Visualize the ROC segmented by YOB, ScoreGroup, or Year using modelDiscriminationPlot.

modelDiscriminationPlot(pdModel,data(Ind,:),'SegmentBy',SegmentVar,'DataID',DataSetChoice);

Input Arguments

collapse all

`pdModel` — Probability of default model
`Logistic` object | `Probit` object | `Cox` object | `customLifetimePDModel` object

Probability of default model, specified as a Logistic, Probit, or Cox object previously created using fitLifetimePDModel. Alternatively, you can create a custom probability of default model using customLifetimePDModel.

Note

The 'ModelID' property of the pdModel object is used as the identifier or tag for pdModel.

Data Types: object

`data` — Data
table

Data, specified as a NumRows-by-NumCols table with projected predictor values to make lifetime predictions. The predictor names and data types must be consistent with the underlying model.

Data Types: table

Name-Value Arguments

Specify optional pairs of arguments as Name1=Value1,...,NameN=ValueN, where Name is the argument name and Value is the corresponding value. Name-value arguments must appear after other arguments, but the order of the pairs does not matter.

Before R2021a, use commas to separate each name and value, and enclose Name in quotes.

Example: [PerfMeasure,PerfData] = modelDiscrimination(pdModel,data(Ind,:),'DataID',"DataSetChoice")

`DataID` — Data set identifier
`""` (default) | character vector | string

Data set identifier, specified as the comma-separated pair consisting of 'DataID' and a character vector or string.

Data Types: char | string

`SegmentBy` — Name of column in `data` input used to segment data set
`""` (default) | character vector | string

Name of a column in the data input, not necessarily a model variable, to be used to segment the data set, specified as the comma-separated pair consisting of 'SegmentBy' and a character vector or string.
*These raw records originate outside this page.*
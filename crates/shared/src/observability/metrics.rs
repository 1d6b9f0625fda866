//! Prometheus 指标模块
//!
//! 基于 metrics crate 和 metrics-exporter-prometheus 实现指标收集与导出。
//! 指标通过独立的 HTTP 端口暴露，供 Prometheus 抓取。

use anyhow::Result;
use axum::{Router, routing::get};
use metrics_exporter_prometheus::{PrometheusBuilder, PrometheusHandle};
use std::net::SocketAddr;
use std::sync::OnceLock;
use tokio::net::TcpListener;
use tracing::{error, info};

use crate::config::ObservabilityConfig;

/// 全局 Prometheus handle，用于渲染指标
static PROMETHEUS_HANDLE: OnceLock<PrometheusHandle> = OnceLock::new();

/// Metrics 资源守卫
pub struct MetricsHandle {
    _server_handle: tokio::task::JoinHandle<()>,
}

/// 初始化 Prometheus 指标导出
///
/// 启动一个独立的 HTTP 服务器在指定端口暴露 `/metrics` 端点。
pub async fn init(config: &ObservabilityConfig) -> Result<MetricsHandle> {
    let handle = PrometheusBuilder::new().install_recorder()?;
    let _ = PROMETHEUS_HANDLE.set(handle.clone());

    register_common_metrics(&config.service_name);

    let addr = SocketAddr::from(([0, 0, 0, 0], config.metrics_port));
    let server_handle = start_metrics_server(addr, handle).await?;

    Ok(MetricsHandle {
        _server_handle: server_handle,
    })
}

/// 注册指标描述（出现在 /metrics 的 HELP 注释中）
fn register_common_metrics(service_name: &str) {
    metrics::describe_counter!("http_requests_total", "Total number of HTTP requests");
    metrics::describe_histogram!(
        "http_request_duration_seconds",
        "HTTP request duration in seconds"
    );

    metrics::describe_counter!("assertions_issued_total", "Total number of issued assertions");
    metrics::describe_counter!(
        "assertions_revoked_total",
        "Total number of revocation attempts by result"
    );
    metrics::describe_counter!("backpack_imports_total", "Total number of backpack imports");
    metrics::describe_counter!(
        "issuer_tokens_minted_total",
        "Total number of issuer-scoped access tokens handed out"
    );

    metrics::counter!("service_starts_total", "service" => service_name.to_string()).increment(1);
}

async fn start_metrics_server(
    addr: SocketAddr,
    handle: PrometheusHandle,
) -> Result<tokio::task::JoinHandle<()>> {
    let app = Router::new()
        .route("/metrics", get(move || std::future::ready(handle.render())))
        .route("/health", get(|| async { "OK" }));

    let listener = TcpListener::bind(addr).await?;
    info!("Metrics server listening on {}", addr);

    let server_handle = tokio::spawn(async move {
        if let Err(e) = axum::serve(listener, app).await {
            error!("Metrics server error: {}", e);
        }
    });

    Ok(server_handle)
}

/// 获取全局 Prometheus handle（用于自定义渲染）
pub fn get_handle() -> Option<&'static PrometheusHandle> {
    PROMETHEUS_HANDLE.get()
}

// ============================================================================
// 指标记录函数
// ============================================================================

/// 记录 HTTP 请求
#[inline]
pub fn record_http_request(method: &str, path: &str, status: u16, duration_secs: f64) {
    let status_str = status.to_string();
    metrics::counter!(
        "http_requests_total",
        "method" => method.to_string(),
        "path" => path.to_string(),
        "status" => status_str.clone()
    )
    .increment(1);

    metrics::histogram!(
        "http_request_duration_seconds",
        "method" => method.to_string(),
        "path" => path.to_string(),
        "status" => status_str
    )
    .record(duration_secs);
}

/// 记录徽章实例发放
#[inline]
pub fn record_assertions_issued(source: &str, count: u64) {
    metrics::counter!("assertions_issued_total", "source" => source.to_string()).increment(count);
}

/// 记录撤销结果（revoked / rejected）
#[inline]
pub fn record_assertion_revocation(result: &str) {
    metrics::counter!("assertions_revoked_total", "result" => result.to_string()).increment(1);
}

/// 记录背包导入结果
#[inline]
pub fn record_backpack_import(result: &str) {
    metrics::counter!("backpack_imports_total", "result" => result.to_string()).increment(1);
}

/// 记录发行方令牌签发（created 表示新建，否则为复用）
#[inline]
pub fn record_issuer_token(created: bool) {
    metrics::counter!(
        "issuer_tokens_minted_total",
        "created" => created.to_string()
    )
    .increment(1);
}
One AUROC value is reported for each segment and the corresponding ROC data for each segment is returned in the PerfData optional output.

Data Types: char | string

`ShowDetails` — Indicates if output includes columns showing segment value, segment count, and weighted count
`false` (default) | logical

Since R2022a

Indicates if the output includes columns showing segment value, segment count, and weighted count, specified as the comma-separated pair consisting of 'ShowDetails' and a scalar logical.

Data Types: logical

`ReferencePD` — Conditional PD values predicted for `data` by reference model
`[ ]` (default) | numeric vector

Conditional PD values predicted for data by the reference model, specified as the comma-separated pair consisting of 'ReferencePD' and a NumRows-by-1 numeric vector. The modelDiscrimination output information is reported for both the pdModel object and the reference model.

Data Types: double

`ReferenceID` — Identifier for reference model
`'Reference'` (default) | character vector | string

Identifier for the reference model, specified as the comma-separated pair consisting of 'ReferenceID' and a character vector or string. 'ReferenceID' is used in the modelDiscrimination output for reporting purposes.

Data Types: char | string

Output Arguments

collapse all

`DiscMeasure` — AUROC information for each model and each segment
table

AUROC information for each model and each segment, returned as a table. DiscMeasure has a single column named 'AUROC' and the number of rows depends on the number of segments and whether you use a ReferenceID for a reference model and ReferencePD for reference data. The row names of DiscMeasure report the model IDs, segment, and data ID. If the optional ShowDetails name-value argument is true, the DiscMeasure output displays Segment, SegmentCount, and WeightedCount columns.

Note

If you do not specify SegmentBy and use ShowDetails to request the segment details, the two columns are added and show the Segment column as "all_data" and the sample size (minus missing values) for the SegmentCount column.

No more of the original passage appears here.